• _Task prompt_:
Reproduce exactly, and only, the lines below from the one containing "Default, PartialEq, Eq, Serialize, Deserialize)]" through the one containing "a dataset batch.".

Stored items
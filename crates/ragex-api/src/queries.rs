//! Handlers for `/queries` endpoints.
//!
//! | Method | Path | Notes |
//! |--------|------|-------|
//! | `GET`  | `/queries` | Optional `?dataset_id&obsolete&skip&limit` |
//! | `GET`  | `/queries/:id` | Includes ground truths; 404 if not found |

use std::sync::Arc;

use axum::{
  Json,
  extract::{Path, Query, State},
};
use ragex_core::{
  dataset,
  store::{ExperimentStore, Page, QueryFilter},
};
use serde::Deserialize;

use crate::{PageParams, error::ApiError};

#[derive(Debug, Deserialize, Default)]
pub struct ListParams {
  pub dataset_id: Option<i64>,
  pub obsolete:   Option<bool>,
  pub skip:       Option<usize>,
  pub limit:      Option<usize>,
}

/// `GET /queries[?dataset_id=<id>][&obsolete=<bool>][&skip=<n>][&limit=<n>]`
pub async fn list<S: ExperimentStore>(
  State(store): State<Arc<S>>,
  Query(params): Query<ListParams>,
) -> Result<Json<Vec<dataset::Query>>, ApiError> {
  let page: Page = PageParams {
    skip:  params.skip,
    limit: params.limit,
  }
  .into();
  let filter = QueryFilter {
    dataset_id: params.dataset_id,
    obsolete: params.obsolete,
    page,
  };

  let queries = store.list_queries(filter).await.map_err(ApiError::store)?;
  Ok(Json(queries))
}

/// `GET /queries/:id`
pub async fn get_one<S: ExperimentStore>(
  State(store): State<Arc<S>>,
  Path(id): Path<i64>,
) -> Result<Json<dataset::Query>, ApiError> {
  let query = store
    .get_query(id)
    .await
    .map_err(ApiError::store)?
    .ok_or_else(|| ApiError::NotFound(format!("query {id} not found")))?;
  Ok(Json(query))
}
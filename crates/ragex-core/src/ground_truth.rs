//! Ground truths: the documents (and optional sections) a query is expected
//! to retrieve.
//!
//! Ground truths and their hierarchical metadata are content-addressed: the
//! store never mutates a row, it only reuses an identical one or inserts a
//! new one. See [`crate::signature`] for the canonical content tuple.

use std::{fmt, str::FromStr};

use serde::{Deserialize, Serialize};

use crate::{
  Error,
  signature::{GroundTruthKey, MetadataKey},
};

// ─── Confidence ──────────────────────────────────────────────────────────────

/// How confident the annotator is that the ground truth answers the query.
#[derive(
  Debug, Clone, Copy, PartialEq, Eq, Hash, PartialOrd, Ord, Serialize, Deserialize,
)]
pub enum Confidence {
  Low,
  Medium,
  High,
}

impl Confidence {
  /// Wire and storage name; matches the serde representation.
  pub fn as_str(&self) -> &'static str {
    match self {
      Self::Low => "Low",
      Self::Medium => "Medium",
      Self::High => "High",
    }
  }
}

impl fmt::Display for Confidence {
  fn fmt(&self, f: &mut fmt::Formatter<'_>) -> fmt::Result {
    f.write_str(self.as_str())
  }
}

impl FromStr for Confidence {
  type Err = Error;

  fn from_str(s: &str) -> Result<Self, Self::Err> {
    match s {
      "Low" => Ok(Self::Low),
      "Medium" => Ok(Self::Medium),
      "High" => Ok(Self::High),
      other => Err(Error::UnknownConfidence(other.to_owned())),
    }
  }
}

// ─── Inputs ──────────────────────────────────────────────────────────────────

/// Optional structured locator inside a ground-truth document.
#[derive(Debug, Clone, Default, PartialEq, Eq, Serialize, Deserialize)]
pub struct HierarchicalMetadataInput {
  #[serde(default)]
  pub id_section:    Option<String>,
  #[serde(default)]
  pub section_title: Option<String>,
  #[serde(default)]
  pub depth:         Option<i64>,
}

impl HierarchicalMetadataInput {
  /// `None` when every field is absent; such metadata carries no content.
  pub fn key(&self) -> Option<MetadataKey> {
    if self.id_section.is_none()
      && self.section_title.is_none()
      && self.depth.is_none()
    {
      return None;
    }
    Some(MetadataKey {
      id_section:    self.id_section.clone(),
      section_title: self.section_title.clone(),
      depth:         self.depth,
    })
  }
}

/// A desired ground truth as supplied in a dataset batch.
#[derive(Debug, Clone, PartialEq, Eq, Serialize, Deserialize)]
pub struct GroundTruthInput {
  pub filename:              String,
  pub confidence:            Confidence,
  #[serde(default)]
  pub hierarchical_metadata: Option<HierarchicalMetadataInput>,
}

impl GroundTruthInput {
  /// The canonical content tuple for this ground truth.
  pub fn key(&self) -> GroundTruthKey {
    GroundTruthKey {
      filename:   self.filename.clone(),
      confidence: self.confidence,
      metadata:   self
        .hierarchical_metadata
        .as_ref()
        .and_then(HierarchicalMetadataInput::key),
    }
  }
}

// ─── Stored rows ─────────────────────────────────────────────────────────────

#[derive(Debug, Clone, PartialEq, Eq, Serialize, Deserialize)]
pub struct HierarchicalMetadata {
  pub id:            i64,
  pub id_section:    Option<String>,
  pub section_title: Option<String>,
  pub depth:         Option<i64>,
}

/// A stored ground truth. Shared by every query version that references
/// identical content.
#[derive(Debug, Clone, PartialEq, Eq, Serialize, Deserialize)]
pub struct GroundTruth {
  pub id:                    i64,
  pub filename:              String,
  pub confidence:            Confidence,
  pub hierarchical_metadata: Option<HierarchicalMetadata>,
}
//! SQLite backend for the RAG experiment store.
//!
//! Wraps [`tokio_rusqlite`] so all database access runs on a dedicated thread
//! without blocking the async runtime. Each reconciliation runs inside a
//! single transaction.

mod encode;
mod reconcile;
mod schema;
mod store;

pub mod error;

pub use error::{Error, Result};
pub use store::SqliteStore;

#[cfg(test)]
mod tests;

• _Response to the exercise_:
#[derive(Debug, Clone, Default, PartialEq, Eq, Serialize, Deserialize)]
pub struct HierarchicalMetadataInput {
  #[serde(default)]
  pub id_section:    Option<String>,
  #[serde(default)]
  pub section_title: Option<String>,
  #[serde(default)]
  pub depth:         Option<i64>,
}

impl HierarchicalMetadataInput {
  /// `None` when every field is absent; such metadata carries no content.
  pub fn key(&self) -> Option<MetadataKey> {
    if self.id_section.is_none()
      && self.section_title.is_none()
      && self.depth.is_none()
    {
      return None;
    }
    Some(MetadataKey {
      id_section:    self.id_section.clone(),
      section_title: self.section_title.clone(),
      depth:         self.depth,
    })
  }
}

/// A desired ground truth as supplied in a dataset batch.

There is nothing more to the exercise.